From the entries below, output the line with "use crate::encodings::levels::LevelDecoder;" and each following line up to and including the line with "for int96 type", exactly as written.

TASK INPUT: Begin

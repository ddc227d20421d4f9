// Licensed to the Apache Software Foundation (ASF) under one
// or more contributor license agreements.  See the NOTICE file
// distributed with this work for additional information
// regarding copyright ownership.  The ASF licenses this file
// to you under the Apache License, Version 2.0 (the
// "License"); you may not use this file except in compliance
// with the License.  You may obtain a copy of the License at
//
//   http://www.apache.org/licenses/LICENSE-2.0
//
// Unless required by applicable law or agreed to in writing,
// software distributed under the License is distributed on an
// "AS IS" BASIS, WITHOUT WARRANTIES OR CONDITIONS OF ANY
// KIND, either express or implied.  See the License for the
// specific language governing permissions and limitations
// under the License.

//! Contains column reader API.

use std::fmt;

use tracing::{debug, trace};

use super::page::{Page, PageReader};
use crate::basic::*;
use crate::column::reader::decoder::ColumnValueDecoder;
use crate::data_type::*;
use crate::encodings::levels::LevelDecoder;
use crate::errors::{ParquetError, Result};
use crate::file::metadata::thrift::PageHeader;
use crate::schema::types::ColumnDescPtr;

pub(crate) mod decoder;

/// Column reader for a Parquet type.
pub enum ColumnReader {
    /// Column reader for boolean type
    BoolColumnReader(ColumnChunkReader<BoolType>),
    /// Column reader for int32 type
    Int32ColumnReader(ColumnChunkReader<Int32Type>),
    /// Column reader for int64 type
    Int64ColumnReader(ColumnChunkReader<Int64Type>),
    /// Column reader for int96 type
    Int96ColumnReader(ColumnChunkReader<Int96Type>),
    /// Column reader for float type
    FloatColumnReader(ColumnChunkReader<FloatType>),
    /// Column reader for double type
    DoubleColumnReader(ColumnChunkReader<DoubleType>),
    /// Column reader for byte array type
    ByteArrayColumnReader(ColumnChunkReader<ByteArrayType>),
    /// Column reader for fixed length byte array type
    FixedLenByteArrayColumnReader(ColumnChunkReader<FixedLenByteArrayType>),
}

TASK INPUT: End

COMPLETED EXERCISE »
use crate::encodings::levels::LevelDecoder;
use crate::errors::{ParquetError, Result};
use crate::file::metadata::thrift::PageHeader;
use crate::schema::types::ColumnDescPtr;

pub(crate) mod decoder;

/// Column reader for a Parquet type.
pub enum ColumnReader {
    /// Column reader for boolean type
    BoolColumnReader(ColumnChunkReader<BoolType>),
    /// Column reader for int32 type
    Int32ColumnReader(ColumnChunkReader<Int32Type>),
    /// Column reader for int64 type
    Int64ColumnReader(ColumnChunkReader<Int64Type>),
    /// Column reader for int96 type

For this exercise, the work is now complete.